W piętnastym wieku Sekwana obmywała pięć wysp w obwodzie Paryża: wyspę Louvier, na której były drzewa; wyspę Krowią i wyspę Najświętszej Panny, obiedwie puste i należące do biskupa; wyspę Cité i Przejście Krów, którą zastąpił Nowy-Most. Cité miało wówczas pięć mostów: trzy po prawej stronie — Najświętszej Panny i Zamiany z kamienia, i most Młynarski z drzewa; — dwa po lewej stronie: Mały-Most z kamienia i św. Michała drewniany. Uniwersytet miał sześć bram, zbudowanych przez Filipa Augusta, mianowicie zaczynając od Tournelle: bramę św. Wiktora, następnie t. zw. Bordelle, Papieską, św. Jakóba, św. Michała i św. Germaina. Miasto miało także sześć bram, zbudowanych przez Karola V, to jest: od strony Billy brama św. Antoniego, potem Kościelna, św. Marcina, St. Denis, Montmartre i św. Honoryusza. Wszystkie te bramy były silne i piękne. Szeroka i głęboka fosa otaczała mury Paryża, a Sekwana dostarczała mu wody. Na noc zamykano bramy, przeciągano łańcuchy przez rzekę i miasto spało spokojnie.
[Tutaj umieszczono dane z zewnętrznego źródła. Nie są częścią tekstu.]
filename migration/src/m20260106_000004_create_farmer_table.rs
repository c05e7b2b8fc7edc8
use sea_orm_migration::{prelude::*, schema::*};

use super::m20260105_000001_create_user_table::User;

#[derive(DeriveMigrationName)]
pub struct Migration;

#[async_trait::async_trait]
impl MigrationTrait for Migration {
    async fn up(&self, manager: &SchemaManager) -> Result<(), DbErr> {
        manager
            .create_table(
                Table::create()
                    .table(Farmer::Table)
                    .if_not_exists()
                    .col(pk_auto(Farmer::Id))
                    .col(integer_null(Farmer::UserId).unique_key())
                    .col(string(Farmer::Name))
                    .col(string(Farmer::Email))
                    .col(string_null(Farmer::Phone))
                    .col(string(Farmer::Region))
                    .col(double(Farmer::Acreage).default(0.0))
                    .col(boolean(Farmer::Regenerative).default(false))
                    .col(string_null(Farmer::PayoutAccountId))
                    .col(boolean(Farmer::PayoutAccountActive).default(false))
                    .col(boolean(Farmer::Active).default(true))
                    .col(
                        timestamp_with_time_zone(Farmer::CreatedAt)
                            .default(Expr::current_timestamp())
                            .not_null(),
                    )
                    .foreign_key(
                        ForeignKey::create()
                            .name("fk_farmer_user_id")
                            .from(Farmer::Table, Farmer::UserId)
                            .to(User::Table, User::Id)
                            .on_delete(ForeignKeyAction::SetNull)
                            .on_update(ForeignKeyAction::Cascade),
                    )
                    .to_owned(),
            )
            .await
    }

    async fn down(&self, manager: &SchemaManager) -> Result<(), DbErr> {
        manager
            .drop_table(Table::drop().table(Farmer::Table).to_owned())
            .await
    }
}

#[derive(DeriveIden)]
pub enum Farmer {
    Table,
    Id,
    UserId,
    Name,
    Email,
    Phone,
    Region,
    Acreage,
    Regenerative,
    PayoutAccountId,
    PayoutAccountActive,
    Active,
    CreatedAt,
}
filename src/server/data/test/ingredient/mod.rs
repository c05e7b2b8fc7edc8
use sea_orm::DbErr;
use test_utils::{builder::TestBuilder, factory};

use crate::server::data::ingredient::IngredientRepository;

mod existing_ids;
mod find_by_name;
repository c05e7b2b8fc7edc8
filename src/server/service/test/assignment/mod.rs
use entity::sea_orm_active_enums::{AssignmentStatus, BookingStatus, ChefTier, ProviderKind};
use test_utils::{builder::TestBuilder, factory};

use crate::server::{
    error::AppError,
    model::assignment::{CreateAssignmentParams, ProviderRef},
    provider::test::RecordingNotifier,
    service::assignment::AssignmentService,
};

mod assign;
mod auto_assign_chef;
mod respond;

fn chef_offer(booking_id: i32, chef_id: i32) -> CreateAssignmentParams {
    CreateAssignmentParams {
        booking_id,
        provider: ProviderRef {
            kind: ProviderKind::Chef,
            id: chef_id,
        },
        payout_amount_cents: 45_000,
        notes: None,
    }
}
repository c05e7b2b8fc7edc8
pub mod auth;
pub mod session;

#[cfg(test)]
mod test;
Gdy się patrzyło zgóry, trzy części: Cité, Uniwersytet i Miasto przedstawiały się oku jako bezład pomieszanych ulic. Jednak przy bliższej uwadze poznać było można, że wszystkie części jedną składają całość. Widziało się odrazu dwie równoległe ulice, nieprzerwane niczem, długie, idące w prostej linii, które przerzynały trzy miasta z południa na północ, prostopadle do Sekwany, i wiecznie przelewały przez siebie tłumy ludu. Pierwsza z tych ulic szła od bramy św. Jakóba do bramy św. Marcina i nazywała się ulicą św. Jakóba w Uniwersytecie, ulicą Żydowską w Cité, a ulicą św. Marcina w Mieście; przebiegała ona wodę podwakroć: przez Most-Mały i most Najświętszej Panny. Druga, która się nazywała la Harpe na lewym brzegu, mostem św. Michała na odnodze Sekwany, a mostem Zamiany na prawym brzegu, szła od bramy św. Michała w Uniwersytecie aż do bramy St. Denis w Mieście. Zresztą, choć różnie zwane, były to tylko dwie ulice-matki, dwie główne żyły Paryża. Wszystkie inne szły od nich, albo w nie wpadały.
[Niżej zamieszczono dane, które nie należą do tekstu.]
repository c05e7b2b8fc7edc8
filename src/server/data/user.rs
//! User data repository for database operations.
//!
//! This module provides the `UserRepository` for managing user records in the database.
//! Users are created through invite acceptance (see `InviteRepository::accept`); this
//! repository handles lookups with conversion to domain models at the boundary.

use entity::sea_orm_active_enums::UserRole;
use sea_orm::{
    ColumnTrait, DatabaseConnection, DbErr, EntityTrait, PaginatorTrait, QueryFilter, QueryOrder,
};

use crate::server::model::user::User;

/// Repository providing database operations for user management.
pub struct UserRepository<'a> {
    db: &'a DatabaseConnection,
}

impl<'a> UserRepository<'a> {
    /// Creates a new UserRepository instance.
    ///
    /// # Arguments
    /// - `db` - Reference to the database connection
    ///
    /// # Returns
    /// - `UserRepository` - New repository instance
    pub fn new(db: &'a DatabaseConnection) -> Self {
        Self { db }
    }

    /// Finds a user by ID.
    ///
    /// # Returns
    /// - `Ok(Some(User))` - User found
    /// - `Ok(None)` - No user with that ID
    /// - `Err(DbErr)` - Database error during query
    pub async fn find_by_id(&self, id: i32) -> Result<Option<User>, DbErr> {
        let entity = entity::prelude::User::find_by_id(id).one(self.db).await?;

        Ok(entity.map(User::from_entity))
    }

    /// Finds a user by email address.
    ///
    /// Emails are stored lowercased; the lookup lowercases its input to match.
    pub async fn find_by_email(&self, email: &str) -> Result<Option<User>, DbErr> {
        let entity = entity::prelude::User::find()
            .filter(entity::user::Column::Email.eq(email.trim().to_lowercase()))
            .one(self.db)
            .await?;

        Ok(entity.map(User::from_entity))
    }

    /// Checks if any admin users exist in the database.
    ///
    /// # Returns
    /// - `Ok(true)` - At least one admin user exists in the database
    /// - `Ok(false)` - No admin users exist (first-time setup scenario)
    /// - `Err(DbErr)` - Database error during count query
    pub async fn admin_exists(&self) -> Result<bool, DbErr> {
        let admin_count = entity::prelude::User::find()
            .filter(entity::user::Column::Role.eq(UserRole::Admin))
            .count(self.db)
            .await?;

        Ok(admin_count > 0)
    }

    /// Gets paginated users ordered by name.
    ///
    /// # Arguments
    /// - `page` - Zero-indexed page number
    /// - `per_page` - Number of users to return per page
    ///
    /// # Returns
    /// - `Ok((users, total))` - Users for the requested page and total user count
    /// - `Err(DbErr)` - Database error during pagination query
    pub async fn get_all_paginated(
        &self,
        page: u64,
        per_page: u64,
    ) -> Result<(Vec<User>, u64), DbErr> {
        let paginator = entity::prelude::User::find()
            .order_by_asc(entity::user::Column::Name)
            .order_by_asc(entity::user::Column::Id)
            .paginate(self.db, per_page);

        let total = paginator.num_items().await?;
        let entities = paginator.fetch_page(page).await?;
        let users = entities.into_iter().map(User::from_entity).collect();

        Ok((users, total))
    }
}
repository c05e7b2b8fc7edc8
//! Server-side domain models and parameter types.
//!
//! This module contains domain models used throughout the service layer, representing
//! business entities and operation parameters. Domain models are converted from entity
//! models at the repository boundary and transformed to DTOs at the controller boundary.
//! Request DTO validation rules also live here, next to the parameters they produce.

/// Implements `From` in both directions between a database enum and its DTO enum
/// when the two share variant names.
macro_rules! enum_conversion {
    ($entity:ident <=> $dto:ident { $($variant:ident),+ $(,)? }) => {
        impl From<$entity> for $dto {
            fn from(value: $entity) -> Self {
                match value {
                    $($entity::$variant => $dto::$variant,)+
                }
            }
        }

        impl From<$dto> for $entity {
            fn from(value: $dto) -> Self {
                match value {
                    $($dto::$variant => $entity::$variant,)+
                }
            }
        }
    };
}

pub mod assignment;
pub mod booking;
pub mod chef;
pub mod farmer;
pub mod impact;
pub mod ingredient;
pub mod invite;
pub mod matching;
pub mod page;
pub mod partner;
pub mod payout;
pub mod story;
pub mod user;
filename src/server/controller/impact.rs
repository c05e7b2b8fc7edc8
use axum::{
    extract::{Query, State},
    http::StatusCode,
    response::IntoResponse,
    Json,
};
use tower_sessions::Session;

use crate::{
    model::{
        api::{ErrorDto, PageDto, PageQuery},
        impact::{
            CreateImpactMetricDto, FarmerImpactDto, ImpactFilterQuery, ImpactMetricDto,
            ImpactSummaryDto, LeaderboardQuery,
        },
    },
    server::{
        error::AppError,
        middleware::auth::{AuthGuard, Permission},
        model::impact::{CreateImpactMetricParams, FarmerImpact, ImpactMetric},
        service::impact::ImpactService,
        state::AppState,
        util::extract::{ValidatedJson, ValidatedQuery},
    },
};

/// Tag for grouping impact endpoints in OpenAPI documentation
pub static IMPACT_TAG: &str = "impact";

/// Record an impact metric by hand.
#[utoipa::path(
    post,
    path = "/api/admin/impact",
    tag = IMPACT_TAG,
    request_body = CreateImpactMetricDto,
    responses(
        (status = 201, description = "Metric recorded", body = ImpactMetricDto),
        (status = 400, description = "Invalid metric", body = ErrorDto),
        (status = 401, description = "Not signed in", body = ErrorDto),
        (status = 403, description = "Not an admin", body = ErrorDto),
        (status = 500, description = "Internal server error", body = ErrorDto)
    ),
)]
pub async fn record_metric(
    State(state): State<AppState>,
    session: Session,
    ValidatedJson(payload): ValidatedJson<CreateImpactMetricDto>,
) -> Result<impl IntoResponse, AppError> {
    let _ = AuthGuard::new(&state.db, &session)
        .require(&[Permission::Admin])
        .await?;

    let metric = ImpactService::new(&state.db)
        .record(CreateImpactMetricParams::from_dto(payload))
        .await?;

    Ok((StatusCode::CREATED, Json(metric.into_dto())))
}

#[utoipa::path(
    get,
    path = "/api/admin/impact",
    tag = IMPACT_TAG,
    params(PageQuery, ImpactFilterQuery),
    responses(
        (status = 200, description = "Paginated metrics", body = PageDto<ImpactMetricDto>),
        (status = 400, description = "Invalid pagination", body = ErrorDto),
        (status = 401, description = "Not signed in", body = ErrorDto),
        (status = 403, description = "Not an admin", body = ErrorDto),
        (status = 500, description = "Internal server error", body = ErrorDto)
    ),
)]
pub async fn list_metrics(
    State(state): State<AppState>,
    session: Session,
    ValidatedQuery(page): ValidatedQuery<PageQuery>,
    Query(filter): Query<ImpactFilterQuery>,
) -> Result<impl IntoResponse, AppError> {
    let _ = AuthGuard::new(&state.db, &session)
        .require(&[Permission::Admin])
        .await?;

    let metrics = ImpactService::new(&state.db)
        .list(filter.kind.map(Into::into), page.page, page.entries)
        .await?;

    Ok((StatusCode::OK, Json(metrics.into_dto(ImpactMetric::into_dto))))
}

/// Farmers ranked by their weighted impact score.
#[utoipa::path(
    get,
    path = "/api/admin/impact/leaderboard",
    tag = IMPACT_TAG,
    params(LeaderboardQuery),
    responses(
        (status = 200, description = "Top farmers", body = Vec<FarmerImpactDto>),
        (status = 400, description = "Invalid limit", body = ErrorDto),
        (status = 401, description = "Not signed in", body = ErrorDto),
        (status = 403, description = "Not an admin", body = ErrorDto),
        (status = 500, description = "Internal server error", body = ErrorDto)
    ),
)]
pub async fn get_leaderboard(
    State(state): State<AppState>,
    session: Session,
    ValidatedQuery(query): ValidatedQuery<LeaderboardQuery>,
) -> Result<impl IntoResponse, AppError> {
    let _ = AuthGuard::new(&state.db, &session)
        .require(&[Permission::Admin])
        .await?;

    let leaders = ImpactService::new(&state.db)
        .leaderboard(query.limit as usize)
        .await?;

    Ok((
        StatusCode::OK,
        Json(
            leaders
                .into_iter()
                .map(FarmerImpact::into_dto)
                .collect::<Vec<_>>(),
        ),
    ))
}

/// Community impact totals shown on the public site.
#[utoipa::path(
    get,
    path = "/api/impact/summary",
    tag = IMPACT_TAG,
    responses(
        (status = 200, description = "Impact totals and score", body = ImpactSummaryDto),
        (status = 500, description = "Internal server error", body = ErrorDto)
    ),
)]
pub async fn get_summary(State(state): State<AppState>) -> Result<impl IntoResponse, AppError> {
    let summary = ImpactService::new(&state.db).summary().await?;

    Ok((StatusCode::OK, Json(summary.into_dto())))
}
Niezależnie od tych dwóch głównych ulic, przerzynających Paryż z jednego na drugi koniec, Miasto i Uniwersytet miały swoje właściwe pryncypalne ulice, idące równolegle do Sekwany i przecinające owe główne, wszechstołeczne. I tak: w Mieście szło się w prostej linii od bramy św. Antoniego do bramy św.
Honoryusza; w Uniwersytecie od bramy św. Wiktora do bramy św. Germaina. Te dwie drogi, przecięte przez dwie pierwsze, tworzyły siatkę ulic paryskich, które rozbiegały się w rozmaite strony ku mostom i ku bramom.
Teraz będziemy się starali powiedzieć, jak się przedstawi ten widok ze szczytu wież Najświętszej Panny w 1482 r.
Kiedy zadyszany widz dostał się na tę wysokość, najprzód olśniewały go niezliczonem mnóstwem dachy, ulice, kominy, mosty, place, wieże i dzwonice. Wszystko naraz porywało uwagę: tu dach śpiczasty, tu wieżyca zawieszona u węgłów muru, tu piramida kamienna z jedenastego wieku, tu obelisk z piętnastego, tu wieża okrągła warowni, tu kwadratowa, wysoka, szczupła — świątyni. Wzrok ginął w tym labiryncie, w którym wszystko miało swoją oryginalność, swoją przyczynę, swoją piękność i swój geniusz; wszystko było dziełem sztuki, począwszy od najmniejszego domku z niskiemi drzwiami, małemi oknami, aż do królewskiego Louvru, który miał wtedy kolumnadę wież. Lecz oto główne widoki, jakie oko rozpoznawało po oswojeniu się z natłoczeniem gmachów.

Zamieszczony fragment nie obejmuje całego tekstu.